TASK INSTRUCTIONS = Lines in the entries below where the word "match" shows up should each be copied.

--------------------------------------------------

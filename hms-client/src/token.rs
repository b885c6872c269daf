//! Bearer token storage
//!
//! The backend issues an access token and a refresh token at login. Both are
//! persisted between runs; the access token is read back on every request.
//! There is no refresh flow: the refresh token is only kept so a later
//! session can present it.

use serde::{Deserialize, Serialize};
use std::fmt::Debug;
use std::fs;
use std::io;
use std::path::{Path, PathBuf};
use std::sync::RwLock;

/// Tokens persisted after login
#[derive(Debug, Clone, Default, PartialEq, Eq, Serialize, Deserialize)]
#[serde(rename_all = "camelCase")]
pub struct StoredTokens {
    pub access_token: String,
    #[serde(default)]
    pub refresh_token: Option<String>,
    /// Username that logged in, for display
    #[serde(default)]
    pub username: Option<String>,
    /// Unix seconds at which the tokens were saved
    #[serde(default)]
    pub saved_at: Option<u64>,
}

impl StoredTokens {
    pub fn new(access_token: impl Into<String>, refresh_token: Option<String>) -> Self {
        Self {
            access_token: access_token.into(),
            refresh_token,
            username: None,
            saved_at: Some(chrono::Utc::now().timestamp().max(0) as u64),
        }
    }

    pub fn with_username(mut self, username: impl Into<String>) -> Self {
        self.username = Some(username.into());
        self
    }
}

/// Where the client keeps its tokens
pub trait TokenStore: Send + Sync + Debug {
    fn load(&self) -> Option<StoredTokens>;
    fn save(&self, tokens: &StoredTokens) -> io::Result<()>;
    fn clear(&self) -> io::Result<()>;

    fn access_token(&self) -> Option<String> {
        self.load()
            .map(|t| t.access_token)
            .filter(|t| !t.is_empty())
    }
}

/// JSON file token store
#[derive(Debug, Clone)]
pub struct FileTokenStore {
    path: PathBuf,
}

impl FileTokenStore {
    pub fn new(path: impl Into<PathBuf>) -> Self {
        Self { path: path.into() }
    }

    /// Ensure the parent directory exists
    fn ensure_dir(&self) -> io::Result<()> {
        if let Some(parent) = self.path.parent()
            && !parent.as_os_str().is_empty()
        {
            fs::create_dir_all(parent)?;
        }
        Ok(())
    }

    pub fn exists(&self) -> bool {
        self.path.exists()
    }

    pub fn path(&self) -> &Path {
        &self.path
    }
}

impl TokenStore for FileTokenStore {
    fn load(&self) -> Option<StoredTokens> {
        if !self.path.exists() {
            return None;
        }
        let json = fs::read_to_string(&self.path).ok()?;
        match serde_json::from_str(&json) {
            Ok(tokens) => Some(tokens),
            Err(e) => {
                tracing::warn!(path = %self.path.display(), error = %e, "Ignoring unreadable token file");
                None
            }
        }
    }

    fn save(&self, tokens: &StoredTokens) -> io::Result<()> {
        self.ensure_dir()?;
        let json = serde_json::to_string_pretty(tokens)?;
        fs::write(&self.path, json)
    }

    fn clear(&self) -> io::Result<()> {
        if self.path.exists() {
            fs::remove_file(&self.path)?;
        }
        Ok(())
    }
}

/// In-memory token store, lost when the process exits
#[derive(Debug, Default)]
pub struct MemoryTokenStore {
    inner: RwLock<Option<StoredTokens>>,
}

impl MemoryTokenStore {
    pub fn new() -> Self {
        Self::default()
    }

    pub fn with_access_token(token: impl Into<String>) -> Self {
        Self {
            inner: RwLock::new(Some(StoredTokens::new(token, None))),
        }
    }
}

fn poisoned() -> io::Error {
    io::Error::other("token store lock poisoned")
}

impl TokenStore for MemoryTokenStore {
    fn load(&self) -> Option<StoredTokens> {
        self.inner.read().ok().and_then(|guard| guard.clone())
    }

    fn save(&self, tokens: &StoredTokens) -> io::Result<()> {
        let mut guard = self.inner.write().map_err(|_| poisoned())?;
        *guard = Some(tokens.clone());
        Ok(())
    }

    fn clear(&self) -> io::Result<()> {
        let mut guard = self.inner.write().map_err(|_| poisoned())?;
        *guard = None;
        Ok(())
    }
}

#[cfg(test)]
mod tests {
    use super::*;
    use tempfile::TempDir;

    #[test]
    fn test_file_store_save_load_clear() {
        let temp_dir = TempDir::new().unwrap();
        let store = FileTokenStore::new(temp_dir.path().join("session").join("tokens.json"));
        assert!(store.load().is_none());
        assert!(store.access_token().is_none());

        let tokens = StoredTokens::new("access-1", Some("refresh-1".into())).with_username("lan");
        store.save(&tokens).unwrap();
        assert!(store.exists());

        let loaded = store.load().unwrap();
        assert_eq!(loaded, tokens);
        assert_eq!(store.access_token().as_deref(), Some("access-1"));

        store.clear().unwrap();
        assert!(!store.exists());
        assert!(store.load().is_none());
        // clearing twice is fine
        store.clear().unwrap();
    }

    #[test]
    fn test_file_store_ignores_garbage() {
        let temp_dir = TempDir::new().unwrap();
        let path = temp_dir.path().join("tokens.json");
        std::fs::write(&path, "not json").unwrap();
        let store = FileTokenStore::new(&path);
        assert!(store.load().is_none());
    }

    #[test]
    fn test_memory_store() {
        let store = MemoryTokenStore::with_access_token("abc");
        assert_eq!(store.access_token().as_deref(), Some("abc"));
        store.clear().unwrap();
        assert!(store.access_token().is_none());

        store.save(&StoredTokens::new("", None)).unwrap();
        assert!(store.access_token().is_none(), "empty token is treated as absent");
    }
}
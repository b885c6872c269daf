//! HMS Console - page view models for the hospital administration client
//!
//! Pages wrap the [`hms_client`] API handles with list state, client-side
//! filtering, pagination, validated forms and workflow actions. The `hms`
//! binary drives them from the command line.

pub mod cards;
pub mod config;
pub mod crud;
pub mod error;
pub mod forms;
pub mod logger;
pub mod pages;

pub use config::AppConfig;
pub use crud::{CrudList, ListFilter, NoFilter};
pub use error::{PageError, PageResult};
pub use forms::{EditForm, Form, FormErrors};
pub use logger::init_logger;
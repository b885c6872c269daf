//! Logging setup
//!
//! Console output goes to stderr so command output on stdout stays clean.
//! With a log directory, JSON lines are also written to daily rolling files
//! (`hms.YYYY-MM-DD`).

use std::fs;
use std::path::Path;

use tracing_appender::rolling::{RollingFileAppender, Rotation};
use tracing_subscriber::{EnvFilter, Layer, fmt, layer::SubscriberExt, util::SubscriberInitExt};

/// Initialize the global subscriber
///
/// `RUST_LOG` takes precedence over `level` when set.
pub fn init_logger(level: &str, json_format: bool, log_dir: Option<&Path>) -> anyhow::Result<()> {
    let env_filter = EnvFilter::try_from_default_env().unwrap_or_else(|_| EnvFilter::new(level));

    let console_layer = if json_format {
        fmt::layer()
            .json()
            .with_target(true)
            .with_writer(std::io::stderr)
            .boxed()
    } else {
        fmt::layer()
            .with_target(false)
            .with_writer(std::io::stderr)
            .boxed()
    };

    let file_layer = match log_dir {
        Some(dir) => {
            fs::create_dir_all(dir)?;
            let appender = RollingFileAppender::new(Rotation::DAILY, dir, "hms");
            Some(
                fmt::layer()
                    .json()
                    .with_ansi(false)
                    .with_target(true)
                    .with_writer(appender)
                    .boxed(),
            )
        }
        None => None,
    };

    tracing_subscriber::registry()
        .with(env_filter)
        .with(console_layer)
        .with(file_layer)
        .try_init()?;

    Ok(())
}

#[cfg(test)]
mod tests {
    use super::*;

    #[test]
    fn test_init_creates_log_dir() {
        let temp_dir = tempfile::TempDir::new().unwrap();
        let dir = temp_dir.path().join("logs");
        init_logger("debug", false, Some(&dir)).unwrap();
        assert!(dir.is_dir());
        tracing::info!("logger initialised");
    }
}
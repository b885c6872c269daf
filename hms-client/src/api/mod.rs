//! Domain API handles
//!
//! One handle per bounded resource. Each is a thin set of functions over
//! [`ApiClient`](crate::ApiClient) with fixed paths under `api/v1/`.
//! CRUD-shaped resources also implement [`CrudResource`] so list pages can be
//! written once for all of them.

use async_trait::async_trait;
use serde::Serialize;
use std::fmt::Display;

use crate::ClientResult;

/// Fetch-all / get / create / update / delete over one resource
#[async_trait]
pub trait CrudResource: Send + Sync {
    type Item: Send + Sync;
    type Create: Serialize + Send + Sync;
    type Update: Serialize + Send + Sync;
    type Id: Copy + Display + Send + Sync;

    /// Resource name used in log lines
    const NAME: &'static str;

    async fn list(&self) -> ClientResult<Vec<Self::Item>>;
    async fn get(&self, id: Self::Id) -> ClientResult<Self::Item>;
    async fn create(&self, data: &Self::Create) -> ClientResult<Self::Item>;
    async fn update(&self, id: Self::Id, data: &Self::Update) -> ClientResult<Self::Item>;
    async fn delete(&self, id: Self::Id) -> ClientResult<()>;
}

/// Implement [`CrudResource`] for a handle with a `client` field over `$base`
macro_rules! crud_resource {
    ($api:ty, $name:literal, $base:expr, $item:ty, $create:ty, $update:ty) => {
        #[async_trait::async_trait]
        impl $crate::api::CrudResource for $api {
            type Item = $item;
            type Create = $create;
            type Update = $update;
            type Id = i64;

            const NAME: &'static str = $name;

            async fn list(&self) -> $crate::ClientResult<Vec<$item>> {
                self.client.get_list($base, &[]).await
            }

            async fn get(&self, id: i64) -> $crate::ClientResult<$item> {
                self.client.get(&format!("{}/{}", $base, id)).await
            }

            async fn create(&self, data: &$create) -> $crate::ClientResult<$item> {
                self.client.post($base, data).await
            }

            async fn update(&self, id: i64, data: &$update) -> $crate::ClientResult<$item> {
                self.client.put(&format!("{}/{}", $base, id), data).await
            }

            async fn delete(&self, id: i64) -> $crate::ClientResult<()> {
                self.client.delete(&format!("{}/{}", $base, id)).await
            }
        }
    };
}

mod accounts;
mod availability;
mod doctor_schedules;
mod employee_schedules;
mod employees;
mod inpatient;
mod time_off;
mod work_shifts;

pub use accounts::AccountApi;
pub use availability::AvailabilityApi;
pub use doctor_schedules::DoctorScheduleApi;
pub use employee_schedules::EmployeeScheduleApi;
pub use employees::EmployeeApi;
pub use inpatient::InpatientApi;
pub use time_off::TimeOffApi;
pub use work_shifts::WorkShiftApi;
//! Inpatient payment forms

use rust_decimal::Decimal;
use shared::models::{DepositCreate, InvoicePayment, PaymentMethod, RefundCreate};
use validator::Validate;

use super::{Form, FormErrors, not_blank, optional_text, positive};

#[derive(Debug, Clone, Validate)]
pub struct DepositForm {
    #[validate(custom(function = "positive"))]
    pub amount: Decimal,
    pub payment_method: PaymentMethod,
    #[validate(length(max = 500))]
    pub note: Option<String>,
}

impl Form for DepositForm {
    type Create = DepositCreate;

    fn to_create(&self) -> Result<DepositCreate, FormErrors> {
        self.check()?;
        Ok(DepositCreate {
            amount: self.amount,
            payment_method: self.payment_method,
            note: optional_text(&self.note),
        })
    }
}

#[derive(Debug, Clone, Validate)]
pub struct PayInvoiceForm {
    #[validate(custom(function = "positive"))]
    pub amount: Decimal,
    pub payment_method: PaymentMethod,
    pub use_deposit: bool,
}

impl Form for PayInvoiceForm {
    type Create = InvoicePayment;

    fn to_create(&self) -> Result<InvoicePayment, FormErrors> {
        self.check()?;
        Ok(InvoicePayment {
            amount: self.amount,
            payment_method: self.payment_method,
            use_deposit: self.use_deposit,
        })
    }
}

#[derive(Debug, Clone, Validate)]
pub struct RefundForm {
    #[validate(custom(function = "positive"))]
    pub amount: Decimal,
    pub payment_method: PaymentMethod,
    #[validate(custom(function = "not_blank"), length(max = 500))]
    pub reason: String,
}

impl Form for RefundForm {
    type Create = RefundCreate;

    fn to_create(&self) -> Result<RefundCreate, FormErrors> {
        self.check()?;
        Ok(RefundCreate {
            amount: self.amount,
            payment_method: self.payment_method,
            reason: self.reason.trim().to_string(),
        })
    }
}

--------------------------------------------------

PROBLEM SOLUTION =
        match serde_json::from_str(&json) {
    let file_layer = match log_dir {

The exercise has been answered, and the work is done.